Provorov considered the college route in 2014-15 but instead decided to join Brandon, the team that selected him in the first round (No. 30) of the 2014 Canadian Hockey League import draft.
"His coach in Cedar Rapids [Mark Carlson] spoke very highly of him and felt that at 16 he was the best defenseman on their team and one of their best players, so that's a pretty high compliment for a player of that age at that level," Wheat Kings general manager/coach Kelly McCrimmon said. "His skating was the one area that immediately jumped out at us."
Provorov hasn't missed a beat in his first WHL season; he played for silver medal-winning Russia at the 2015 IIHF World Junior Championship and opened some eyes with a solid all-around performance at the 2015 CHL/NHL Top Prospects Game on Jan. 22.
"What's interesting for me with Ivan is as offensively gifted as he is, it's his attention to detail and his motivation to be such a good player in all three zones that makes him special," McCrimmon said. "I think the best part of his game is breaking the puck out and leading a forecheck. He's been a tremendous player."
Provorov was No. 10 on NHL Central Scouting's midterm ranking of the top North American skaters eligible for the 2015 NHL Draft, and finished No. 7 in the final rankings.

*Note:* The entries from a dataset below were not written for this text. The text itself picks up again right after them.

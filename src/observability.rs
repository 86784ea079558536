//! This module provides logging hooks for the codec kernels.
//!
//! The kernels themselves only talk to the `log` facade. Binaries and tests that
//! want to see the output call `init_logging` (or `init_logging_from` with a
//! `CodecConfig`) once; later calls are no-ops.
//!
//! The `log_metric!` macro emits a structured key-value record at debug level.
//! The record is only formatted when debug logging is enabled.

use std::fs::OpenOptions;
use std::io::Write;
use std::path::Path;
use std::sync::Once;

use log::LevelFilter;

use crate::config::CodecConfig;

/// Logs a structured key-value metric string at debug level.
///
/// # Example
/// ```ignore
/// log_metric!("kernel"="sequence::decode_n", "elements"=&n);
/// ```
macro_rules! log_metric {
    ($($key:literal = $value:expr),+ $(,)?) => {
        if ::log::log_enabled!(::log::Level::Debug) {
            // Collect each pair as a JSON string fragment
            let mut parts = Vec::new();
            $(
                parts.push(format!("\"{}\": \"{}\"", $key, $value));
            )+
            ::log::debug!("INTCODEC_METRIC: {{ {} }}", parts.join(", "));
        }
    };
}

static INIT_LOGGER: Once = Once::new();

/// Installs an `env_logger` backend at `level`, writing to stderr or, when given,
/// appending to `log_file`.
///
/// Only the first call has any effect; later calls return `Ok(())` without
/// touching `log_file`. If the file cannot be opened the logger still falls back
/// to stderr and the open error is returned.
pub fn init_logging(level: LevelFilter, log_file: Option<&Path>) -> std::io::Result<()> {
    let mut outcome = Ok(());

    INIT_LOGGER.call_once(|| {
        let mut builder = env_logger::Builder::new();

        builder.is_test(cfg!(test));
        builder.filter_level(level);

        // Custom formatter: just print the level and message
        builder.format(|buf, record| {
            writeln!(buf, "[{}] {}", record.level(), record.args())?;
            buf.flush()?;
            Ok(())
        });

        if let Some(path) = log_file {
            match OpenOptions::new().append(true).create(true).open(path) {
                Ok(file) => {
                    builder.target(env_logger::Target::Pipe(Box::new(file)));
                }
                Err(err) => outcome = Err(err),
            }
        }

        let _ = builder.try_init();
    });
    outcome
}

/// `init_logging` driven by a `CodecConfig`. An unrecognised or missing level
/// name falls back to `info`.
pub fn init_logging_from(config: &CodecConfig) -> std::io::Result<()> {
    let level = config
        .log_level
        .as_deref()
        .and_then(|name| name.parse::<LevelFilter>().ok())
        .unwrap_or(LevelFilter::Info);
    init_logging(level, config.log_file.as_deref())
}
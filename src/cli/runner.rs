use chrono::{Days, Utc};
use tracing::{info, warn};

use s2rgb::api;
use s2rgb::cdse::ProductQuery;
use s2rgb::core::params::{ComposeParams, StretchParams};

use super::args::{CliArgs, Command, ComposeArgs, FetchArgs};
use super::errors::AppError;

pub fn run(args: CliArgs) -> Result<(), Box<dyn std::error::Error>> {
    if args.log {
        tracing_subscriber::fmt()
            .with_max_level(tracing::Level::DEBUG)
            .init();
    }

    match args.command {
        Command::Fetch(fetch) => run_fetch(fetch),
        Command::Compose(compose) => run_compose(compose),
    }
}

fn run_fetch(args: FetchArgs) -> Result<(), Box<dyn std::error::Error>> {
    let bbox: [f64; 4] = args
        .bbox
        .as_slice()
        .try_into()
        .map_err(|_| AppError::InvalidBbox {
            got: args.bbox.len(),
        })?;

    let end_date = args.end_date.unwrap_or_else(|| Utc::now().date_naive());
    let start_date = args
        .start_date
        .unwrap_or_else(|| end_date - Days::new(args.days));
    if start_date >= end_date {
        return Err(AppError::InvalidDateWindow {
            start: start_date.to_string(),
            end: end_date.to_string(),
        }
        .into());
    }

    let query = ProductQuery {
        collection: "SENTINEL-2".to_string(),
        bbox,
        start_date,
        end_date,
        max_cloud_cover: args.max_cloud_cover,
        limit: args.limit,
    };

    info!(
        "Searching for products between {} and {} (cloud cover < {}%)",
        start_date, end_date, args.max_cloud_cover
    );
    let report = api::fetch_products_to_dir(&query, &args.credentials, &args.output_dir)?;

    info!("Fetch complete!");
    info!("Found: {}", report.found);
    info!("Downloaded: {}", report.downloaded);
    info!("Skipped: {}", report.skipped);
    if report.errors > 0 {
        warn!("Errors: {}", report.errors);
    }

    Ok(())
}

fn run_compose(args: ComposeArgs) -> Result<(), Box<dyn std::error::Error>> {
    let params = ComposeParams {
        format: args.format,
        stretch: StretchParams::new(args.low_percentile, args.high_percentile),
        ..ComposeParams::default()
    };

    let batch_mode = args.input_dir.is_some() || args.output_dir.is_some();
    if batch_mode {
        let input_dir = args.input_dir.ok_or(AppError::MissingArgument {
            arg: "--input-dir".to_string(),
        })?;
        let output_dir = args.output_dir.ok_or(AppError::MissingArgument {
            arg: "--output-dir".to_string(),
        })?;

        info!("Starting batch composition from directory: {:?}", input_dir);
        info!("Output directory: {:?}", output_dir);

        let report =
            api::compose_directory_to_path(&input_dir, &output_dir, &params, true, args.overwrite)?;

        info!("Batch composition complete!");
        info!("Processed: {}", report.processed);
        info!("Skipped: {}", report.skipped);
        if report.errors > 0 {
            warn!("Errors: {}", report.errors);
        }
    } else {
        let input = args.input.ok_or(AppError::MissingArgument {
            arg: "--input".to_string(),
        })?;
        let output = args.output.ok_or(AppError::MissingArgument {
            arg: "--output".to_string(),
        })?;

        api::compose_product_to_path(&input, &output, &params)?;
        info!("Successfully composed: {:?} -> {:?}", input, output);
    }

    Ok(())
}

#[cfg(test)]
mod tests {
    use super::*;
    use clap::Parser;

    #[test]
    fn wrong_bbox_arity_is_rejected_before_any_network_call() {
        let args =
            CliArgs::try_parse_from(["s2rgb", "fetch", "--bbox", "0,1,2"]).unwrap();
        let err = run(args).unwrap_err();
        assert!(err.to_string().contains("expected west,south,east,north"));
    }

    #[test]
    fn inverted_date_window_is_rejected() {
        let args = CliArgs::try_parse_from([
            "s2rgb",
            "fetch",
            "--bbox",
            "0,0,1,1",
            "--start-date",
            "2024-08-06",
            "--end-date",
            "2024-04-28",
        ])
        .unwrap();
        let err = run(args).unwrap_err();
        assert!(err.to_string().contains("Invalid date window"));
    }

    #[test]
    fn single_mode_requires_input_and_output() {
        let args = CliArgs::try_parse_from(["s2rgb", "compose"]).unwrap();
        let err = run(args).unwrap_err();
        assert!(err.to_string().contains("--input"));

        let args = CliArgs::try_parse_from(["s2rgb", "compose", "-i", "tile.zip"]).unwrap();
        let err = run(args).unwrap_err();
        assert!(err.to_string().contains("--output"));
    }

    #[test]
    fn batch_mode_requires_both_directories() {
        let args = CliArgs::try_parse_from(["s2rgb", "compose", "--input-dir", "in"]).unwrap();
        let err = run(args).unwrap_err();
        assert!(err.to_string().contains("--output-dir"));
    }
}
use ndarray::{Array2, Zip};
use tracing::{debug, warn};

use crate::core::params::StretchParams;
use crate::error::Result;

/// Output level assigned to valid pixels when the stretch window collapses
/// (high percentile == low percentile). A mid-gray keeps such pixels
/// distinguishable from the no-data value 0.
const FLAT_WINDOW_LEVEL: u8 = 128;

/// Number of distinct values a u16 reflectance sample can take. The
/// histogram spans the whole domain, so percentiles are exact order
/// statistics, not binned estimates.
const HISTOGRAM_BINS: usize = u16::MAX as usize + 1;

/// Percentile window and basic statistics over the valid (non-zero) pixels
/// of one band.
#[derive(Debug, Clone, Copy, PartialEq)]
pub struct BandStats {
    pub valid_count: u64,
    pub min: u16,
    pub max: u16,
    pub p_low: f64,
    pub p_high: f64,
}

/// Compute the percentile window over valid pixels via a counting histogram.
///
/// Pixels equal to 0 carry no data and never enter the statistics. The
/// percentile definition matches the conventional linear interpolation
/// between the two nearest order statistics at rank `p/100 * (n-1)`.
pub fn compute_band_stats(band: &Array2<u16>, low_percentile: f64, high_percentile: f64) -> BandStats {
    let mut hist = vec![0u64; HISTOGRAM_BINS];
    let mut count: u64 = 0;

    for &v in band.iter() {
        if v > 0 {
            hist[v as usize] += 1;
            count += 1;
        }
    }

    if count == 0 {
        return BandStats {
            valid_count: 0,
            min: 0,
            max: 0,
            p_low: 0.0,
            p_high: 0.0,
        };
    }

    let mut min = u16::MAX;
    let mut max = 0u16;
    for (value, &n) in hist.iter().enumerate() {
        if n > 0 {
            if (value as u16) < min {
                min = value as u16;
            }
            if (value as u16) > max {
                max = value as u16;
            }
        }
    }

    BandStats {
        valid_count: count,
        min,
        max,
        p_low: percentile_from_histogram(&hist, count, low_percentile),
        p_high: percentile_from_histogram(&hist, count, high_percentile),
    }
}

/// k-th smallest valid value (0-based) read off the counting histogram.
fn order_statistic(hist: &[u64], k: u64) -> u16 {
    let mut cumsum: u64 = 0;
    for (value, &n) in hist.iter().enumerate() {
        cumsum += n;
        if k < cumsum {
            return value as u16;
        }
    }
    u16::MAX
}

/// Exact percentile with linear interpolation between adjacent order
/// statistics. `count` must be the total number of samples in `hist`.
fn percentile_from_histogram(hist: &[u64], count: u64, p: f64) -> f64 {
    let rank = (p / 100.0) * ((count - 1) as f64);
    let lower = rank.floor() as u64;
    let frac = rank - lower as f64;

    let lower_value = order_statistic(hist, lower) as f64;
    if frac == 0.0 {
        return lower_value;
    }
    let upper_value = order_statistic(hist, lower + 1) as f64;
    lower_value + (upper_value - lower_value) * frac
}

/// Percentile-stretch one band to u8.
///
/// The valid mask is the set of pixels greater than 0; no-data pixels stay 0
/// in the output and never influence the percentile window. Valid pixels are
/// clipped to the window and rescaled linearly to [0,255] (truncating
/// division, so only pixels at or above the high cut reach 255).
///
/// A band with no valid pixels is not an error: the result is all zeros and
/// a warning is emitted, so a tile with one empty band still composes into a
/// usable (dark-channel) quicklook.
pub fn stretch_band(band: &Array2<u16>, params: &StretchParams) -> Result<Array2<u8>> {
    params.validate()?;

    let stats = compute_band_stats(band, params.low_percentile, params.high_percentile);
    let mut out = Array2::<u8>::zeros(band.raw_dim());

    if stats.valid_count == 0 {
        warn!(
            "band has no valid pixels ({} total, all no-data); emitting an all-zero channel",
            band.len()
        );
        return Ok(out);
    }

    debug!(
        "stretch: valid={}/{} range=[{},{}] window=[{:.2},{:.2}]",
        stats.valid_count,
        band.len(),
        stats.min,
        stats.max,
        stats.p_low,
        stats.p_high
    );

    let low = stats.p_low;
    let high = stats.p_high;

    if high <= low {
        warn!(
            "degenerate stretch window [{:.2},{:.2}]; mapping valid pixels to constant {}",
            low, high, FLAT_WINDOW_LEVEL
        );
        Zip::from(&mut out).and(band).for_each(|o, &v| {
            if v > 0 {
                *o = FLAT_WINDOW_LEVEL;
            }
        });
        return Ok(out);
    }

    Zip::from(&mut out).and(band).for_each(|o, &v| {
        if v > 0 {
            let clipped = (v as f64).clamp(low, high);
            *o = ((clipped - low) / (high - low) * 255.0) as u8;
        }
    });

    Ok(out)
}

"He's very composed with the puck, has excellent vision and knows where everybody is on the ice," Central Scouting's John Williams said. "He has good hockey IQ and takes advantage when he sees an opening both offensively and defensively. He will play a physical game and can separate the man from the puck."
Separating the man from the puck is exactly what Provorov did in the Top Prospects Game in St. Catharines, Ontario. Provorov, who was playing for Team Orr, stopped Team Cherry forward Daniel Sprong of the Charlottetown Islanders of the Quebec Major Junior Hockey League at the blue line with a tremendous hit in the first period that led to a goal by Pilon as part of a 6-0 Team Orr victory.
"He's brought a tremendous ability in all aspects," Pilon said. "He's a great skater and really helps me out on the back end. We have good chemistry playing together and we're building toward a championship team in Brandon. So hopefully that's how it turns out. We've been partners since the preseason."
Provorov is determined to play in the NHL and will do whatever it takes. He had an opportunity to star in the Kontinental Hockey League prior to the 2014-15 season after being drafted by his hometown team, Lokomotiv Yaroslavl, in the third round (No. 120) of the 2014 KHL Draft. Instead he for the WHL.
"If this kid wanted to play in Russia he'd be there right now," Kowal said. "He wants to be an NHL player and I feel very confident in saying that."